IPON ratings calculation

Frank Quisinsky · Post by **Frank Quisinsky** » Thu Dec 29, 2011 9:45 am

Uri,

logical after information we have.

1.
With more time more remis games.

2.
Average with 1:0 / 0:1 games, adavantage average = move number 54 (late middlegame, early endgame). Means that the average a game goes to 1:0 or 0:1 = move number 54 if the average from all particpants / opponents in a tourney or rating list isn't higher as 135 ELO (135 ELO situation we have with our TOP-40).

3.
An engine which have so many problems in endgames like Junior can't go higher in ratings with more time. The others will see in the game phase Junior is strong with more time better moves.

Not a proof but after all I think it should be clear that to 95% the Junior rating can't go higher with more time as around 30 ELO (in comparing to the others). I think more that Junior lost his advantage with more and more time ...

Example:
40 in 5 ... No advantage
40 in 10 ... 30 ELO advantage to the others
40 in 40 ... 20 ELO advantage to the others
and perhaps with 40 in 120 ... no advantage to the others

Best
Frank

Uri Blass · Post by **Uri Blass** » Thu Dec 29, 2011 10:04 am

Frank Quisinsky wrote:Uri,

logical after information we have.

1.
With more time more remis games.

2.
Average with 1:0 / 0:1 games, adavantage average = move number 54 (late middlegame, early endgame). Means that the average a game goes to 1:0 or 0:1 = move number 54 if the average from all particpants / opponents in a tourney or rating list isn't higher as 135 ELO (135 ELO situation we have with our TOP-40).

3.
An engine which have so many problems in endgames like Junior can't go higher in ratings with more time. The others will see in the game phase Junior is strong with more time better moves.

Not a proof but after all I think it should be clear that to 95% the Junior rating can't go higher with more time as around 30 ELO (in comparing to the others). I think more that Junior lost his advantage with more and more time ...

Example:
40 in 5 ... No advantage
40 in 10 ... 30 ELO advantage to the others
40 in 40 ... 20 ELO advantage to the others
and perhaps with 40 in 120 ... no advantage to the others

Best
Frank

You say:
The others will see in the game phase Junior is strong with more time better moves.
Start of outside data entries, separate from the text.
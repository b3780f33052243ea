//! Policy administration.
//!
//! `PolicyAdminService` is the only writer of guild command policies. Each operation
//! validates its arguments against the command catalog, then hands the store a pure
//! mutator for exactly one `(guild_id, channel_id)` rule. The store applies it inside
//! a single transaction, so concurrent edits to different channels never interfere.

use std::collections::BTreeSet;

use crate::server::{
    data::guild_policy::PolicyStore,
    error::policy::{PolicyError, ValidationError},
    model::{
        command::ResolvedCommand,
        policy::{
            BulkApplyReport, ChannelRule, ChannelRuleUpdate, CommandMode, CommandSetChange,
            GuildPolicy, PolicyMode, RuleEdit, RuleRemoval,
        },
    },
    service::catalog::CommandCatalog,
};

pub struct PolicyAdminService<'a, S: PolicyStore + ?Sized> {
    store: &'a S,
    catalog: &'a CommandCatalog,
}

impl<'a, S: PolicyStore + ?Sized> PolicyAdminService<'a, S> {
    pub fn new(store: &'a S, catalog: &'a CommandCatalog) -> Self {
        Self { store, catalog }
    }

    /// Configures a channel's rule, replacing any existing rule as a unit.
    ///
    /// Command names are resolved through the catalog and stored by canonical name.
    /// The guild is switched to whitelist mode in the same update.
    ///
    /// # Arguments
    /// - `guild_id` - Guild being configured
    /// - `channel_id` - Channel or thread the rule applies to
    /// - `cmd_mode` - How the command list is interpreted
    /// - `names` - Command names or aliases; must be empty for `All`
    ///
    /// # Returns
    /// - `Ok(ChannelRuleUpdate)` - The stored rule and the rule it replaced
    /// - `Err(PolicyError::Validation)` - Unknown names, or names contradicting the mode
    /// - `Err(PolicyError::StoreUnavailable)` - Nothing was persisted
    pub async fn set_channel_rule(
        &self,
        guild_id: u64,
        channel_id: u64,
        cmd_mode: CommandMode,
        names: &[String],
    ) -> Result<ChannelRuleUpdate, PolicyError> {
        if let CommandMode::Invalid(raw) = &cmd_mode {
            return Err(ValidationError::UnknownMode(raw.clone()).into());
        }

        if cmd_mode == CommandMode::All && !names.is_empty() {
            return Err(ValidationError::CommandsWithAllMode.into());
        }

        let (resolved, unknown) = self.catalog.resolve_all(names.iter().map(String::as_str));
        if !unknown.is_empty() {
            return Err(ValidationError::UnknownCommands(unknown).into());
        }

        if cmd_mode.requires_commands() && resolved.is_empty() {
            return Err(ValidationError::MissingCommands(cmd_mode.to_string()).into());
        }

        let rule = ChannelRule::new(
            channel_id,
            cmd_mode,
            resolved.into_iter().map(|command| command.canonical),
        );

        let mutation = self
            .store
            .mutate_channel_rule(guild_id, channel_id, &|_, _| {
                Ok(RuleEdit::Put {
                    rule: rule.clone(),
                    activate_whitelist: true,
                })
            })
            .await?;

        tracing::info!(
            "Channel {} in guild {} configured as {} {:?}",
            channel_id,
            guild_id,
            rule.cmd_mode,
            rule.allowed_commands
        );

        Ok(ChannelRuleUpdate {
            previous: mutation.previous,
            rule,
        })
    }

    /// Removes a channel's rule.
    ///
    /// Removing the guild's last rule reverts the guild to unrestricted in the same
    /// update.
    ///
    /// # Returns
    /// - `Ok(RuleRemoval::Removed)` - The rule was deleted
    /// - `Ok(RuleRemoval::NotConfigured)` - The channel had no rule; nothing written
    /// - `Err(PolicyError::StoreUnavailable)` - Nothing was persisted
    pub async fn remove_channel_rule(
        &self,
        guild_id: u64,
        channel_id: u64,
    ) -> Result<RuleRemoval, PolicyError> {
        let mutation = self
            .store
            .mutate_channel_rule(guild_id, channel_id, &|current, _| {
                Ok(match current {
                    Some(_) => RuleEdit::Delete,
                    None => RuleEdit::Keep,
                })
            })
            .await?;

        let Some(rule) = mutation.previous else {
            return Ok(RuleRemoval::NotConfigured);
        };

        let reverted_to_open = mutation.mode == PolicyMode::All;

        tracing::info!(
            "Channel {} in guild {} rule removed{}",
            channel_id,
            guild_id,
            if reverted_to_open {
                "; guild is unrestricted again"
            } else {
                ""
            }
        );

        Ok(RuleRemoval::Removed {
            rule,
            reverted_to_open,
        })
    }

    /// Allows a command in a channel, creating an `only` rule when none exists.
    ///
    /// Adding a command that is already listed (under any of its names) changes
    /// nothing. A channel in `all` mode already permits every command and is left as
    /// it is. On an `exclude` rule the command joins the blocked set.
    ///
    /// # Returns
    /// - `Ok(CommandSetChange)` - Rule after the operation and whether it changed
    /// - `Err(PolicyError::Validation)` - Missing or unknown command name
    /// - `Err(PolicyError::Configuration)` - The stored rule is corrupt
    pub async fn add_command_to_channel(
        &self,
        guild_id: u64,
        channel_id: u64,
        name: &str,
    ) -> Result<CommandSetChange, PolicyError> {
        let command = self.resolve_one(name)?;

        let mutation = self
            .store
            .mutate_channel_rule(guild_id, channel_id, &|current, _| {
                add_command(guild_id, channel_id, &command, current)
            })
            .await?;

        if mutation.changed() {
            tracing::info!(
                "Command `{}` added to channel {} in guild {}",
                command.canonical,
                channel_id,
                guild_id
            );
        }

        Ok(CommandSetChange {
            changed: mutation.changed(),
            rule: mutation.current,
            mode: mutation.mode,
        })
    }

    /// Removes a command, under all of its names, from a channel's command set.
    ///
    /// A name that no longer resolves is removed literally so stale entries can be
    /// cleaned up. Removing a non-member, or from a channel without a rule, changes
    /// nothing. An `exclude` rule whose set becomes empty turns into `all`; emptying
    /// an `only` rule is rejected.
    ///
    /// # Returns
    /// - `Ok(CommandSetChange)` - Rule after the operation and whether it changed
    /// - `Err(ValidationError::WouldEmptyWhitelist)` - Last command of an `only` rule
    /// - `Err(PolicyError::Configuration)` - The stored rule is corrupt
    pub async fn remove_command_from_channel(
        &self,
        guild_id: u64,
        channel_id: u64,
        name: &str,
    ) -> Result<CommandSetChange, PolicyError> {
        let name = name.trim();
        if name.is_empty() {
            return Err(ValidationError::MissingCommandName.into());
        }

        let names: BTreeSet<String> = match self.catalog.resolve(name) {
            Some(command) => command.names().map(str::to_string).collect(),
            None => BTreeSet::from([name.to_string()]),
        };

        let mutation = self
            .store
            .mutate_channel_rule(guild_id, channel_id, &|current, _| {
                remove_commands(guild_id, channel_id, name, &names, current)
            })
            .await?;

        if mutation.changed() {
            tracing::info!(
                "Command `{}` removed from channel {} in guild {}",
                name,
                channel_id,
                guild_id
            );
        }

        Ok(CommandSetChange {
            changed: mutation.changed(),
            rule: mutation.current,
            mode: mutation.mode,
        })
    }

    /// Allows a command in every given channel without discarding anything already
    /// allowed there.
    ///
    /// Channels without a rule get an `only` rule, `only` rules gain the command,
    /// `exclude` rules stop blocking it and `all` rules are left alone. Each channel
    /// is its own atomic update; the first failure stops the run.
    ///
    /// # Arguments
    /// - `guild_id` - Guild being configured
    /// - `channel_ids` - Every channel and thread currently known to the guild
    /// - `name` - Command name or alias to allow
    ///
    /// # Returns
    /// - `Ok(BulkApplyReport)` - Channels grouped by what happened to them
    /// - `Err(PolicyError)` - First failure; earlier channels stay updated
    pub async fn bulk_apply_command_to_all_channels(
        &self,
        guild_id: u64,
        channel_ids: &[u64],
        name: &str,
    ) -> Result<BulkApplyReport, PolicyError> {
        let command = self.resolve_one(name)?;
        let mut report = BulkApplyReport::default();

        for &channel_id in channel_ids {
            let mutation = self
                .store
                .mutate_channel_rule(guild_id, channel_id, &|current, _| {
                    allow_command(guild_id, channel_id, &command, current)
                })
                .await?;

            match (&mutation.previous, mutation.changed()) {
                (None, true) => report.created.push(channel_id),
                (Some(_), true) => report.merged.push(channel_id),
                (_, false) => report.unchanged.push(channel_id),
            }
            report.mode = mutation.mode;
        }

        tracing::info!(
            "Command `{}` allowed across guild {}: {} created, {} merged, {} unchanged",
            command.canonical,
            guild_id,
            report.created.len(),
            report.merged.len(),
            report.unchanged.len()
        );

        Ok(report)
    }

    /// Returns the guild's current policy.
    pub async fn list_channel_rules(&self, guild_id: u64) -> Result<GuildPolicy, PolicyError> {
        self.store.get(guild_id).await
    }

    /// Drops the rule of a channel or thread that no longer exists.
    pub async fn forget_channel(
        &self,
        guild_id: u64,
        channel_id: u64,
    ) -> Result<RuleRemoval, PolicyError> {
        let removal = self.remove_channel_rule(guild_id, channel_id).await?;

        if matches!(removal, RuleRemoval::Removed { .. }) {
            tracing::info!(
                "Forgot command rule of deleted channel {} in guild {}",
                channel_id,
                guild_id
            );
        }

        Ok(removal)
    }

    /// Deletes the policy of a guild the bot was removed from.
    pub async fn forget_guild(&self, guild_id: u64) -> Result<(), PolicyError> {
        self.store.delete_guild(guild_id).await?;

        tracing::info!("Forgot command policy of guild {}", guild_id);

        Ok(())
    }

    fn resolve_one(&self, name: &str) -> Result<ResolvedCommand, PolicyError> {
        let name = name.trim();
        if name.is_empty() {
            return Err(ValidationError::MissingCommandName.into());
        }

        self.catalog
            .resolve(name)
            .ok_or_else(|| ValidationError::UnknownCommands(vec![name.to_string()]).into())
    }
}

fn corrupt_rule(guild_id: u64, rule: &ChannelRule, reason: &str) -> PolicyError {
    PolicyError::Configuration {
        guild_id,
        reason: format!(
            "channel {} has an invalid rule ({}); reconfigure it with channel-configure",
            rule.channel_id, reason
        ),
    }
}

fn add_command(
    guild_id: u64,
    channel_id: u64,
    command: &ResolvedCommand,
    current: Option<&ChannelRule>,
) -> Result<RuleEdit, PolicyError> {
    let Some(rule) = current else {
        return Ok(RuleEdit::Put {
            rule: ChannelRule::new(channel_id, CommandMode::Only, [command.canonical.clone()]),
            activate_whitelist: false,
        });
    };

    match &rule.cmd_mode {
        CommandMode::Invalid(reason) => Err(corrupt_rule(guild_id, rule, reason)),
        CommandMode::All => Ok(RuleEdit::Keep),
        CommandMode::Only | CommandMode::Exclude if rule.lists(command) => Ok(RuleEdit::Keep),
        CommandMode::Only | CommandMode::Exclude => {
            let mut rule = rule.clone();
            rule.allowed_commands.insert(command.canonical.clone());

            Ok(RuleEdit::Put {
                rule,
                activate_whitelist: false,
            })
        }
    }
}

fn remove_commands(
    guild_id: u64,
    channel_id: u64,
    typed_name: &str,
    names: &BTreeSet<String>,
    current: Option<&ChannelRule>,
) -> Result<RuleEdit, PolicyError> {
    let Some(rule) = current else {
        return Ok(RuleEdit::Keep);
    };

    match &rule.cmd_mode {
        CommandMode::Invalid(reason) => Err(corrupt_rule(guild_id, rule, reason)),
        CommandMode::All => Ok(RuleEdit::Keep),
        CommandMode::Only | CommandMode::Exclude => {
            let remaining: BTreeSet<String> = rule
                .allowed_commands
                .difference(names)
                .cloned()
                .collect();

            if remaining.len() == rule.allowed_commands.len() {
                return Ok(RuleEdit::Keep);
            }

            if !remaining.is_empty() {
                return Ok(RuleEdit::Put {
                    rule: ChannelRule::new(channel_id, rule.cmd_mode.clone(), remaining),
                    activate_whitelist: false,
                });
            }

            if rule.cmd_mode == CommandMode::Only {
                return Err(ValidationError::WouldEmptyWhitelist {
                    channel_id,
                    command: typed_name.to_string(),
                }
                .into());
            }

            Ok(RuleEdit::Put {
                rule: ChannelRule::new(channel_id, CommandMode::All, Vec::new()),
                activate_whitelist: false,
            })
        }
    }
}

fn allow_command(
    guild_id: u64,
    channel_id: u64,
    command: &ResolvedCommand,
    current: Option<&ChannelRule>,
) -> Result<RuleEdit, PolicyError> {
    match current.map(|rule| &rule.cmd_mode) {
        Some(CommandMode::Exclude) => {
            let names: BTreeSet<String> = command.names().map(str::to_string).collect();
            remove_commands(guild_id, channel_id, &command.canonical, &names, current)
        }
        _ => add_command(guild_id, channel_id, command, current),
    }
}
The question is why not to think also that Junior is going to see in the phase that it is weak with more time better moves.

Michel · Post by **Michel** » Thu Dec 29, 2011 10:21 am

Albert Silver wrote:I can only assume it is I who lack the proper understanding of how the ratings are calculated, but watching the IPON results of Critter 1.4, I began to wonder why its performance was 2978 after 2106 games. I took the 22 performances, added them up, and then divided them by 22 and came up with 3000.59, so why is the total performance 2978?

The calculation method of BayesElo is explained here:

http://remi.coulom.free.fr/Bayesian-Elo/#theory

The elo's are the result of a maximum likelihood calculation seeded
with a prior (afaics this can only be theoretically justified in a Bayesian
setting).

The actual algorithm is derived from this paper

http://www.stat.psu.edu/~dhunter/papers/bt.pdf

Frank Quisinsky · Post by **Frank Quisinsky** » Thu Dec 29, 2011 11:11 am

Hi Uri,

with longer time controls move and remis average will go higher. The advantage Junior have in the early middlegame can't compare weaknesses in endgames if more endgames with more time are to play.

With other words:
More time = longer games = more endgames.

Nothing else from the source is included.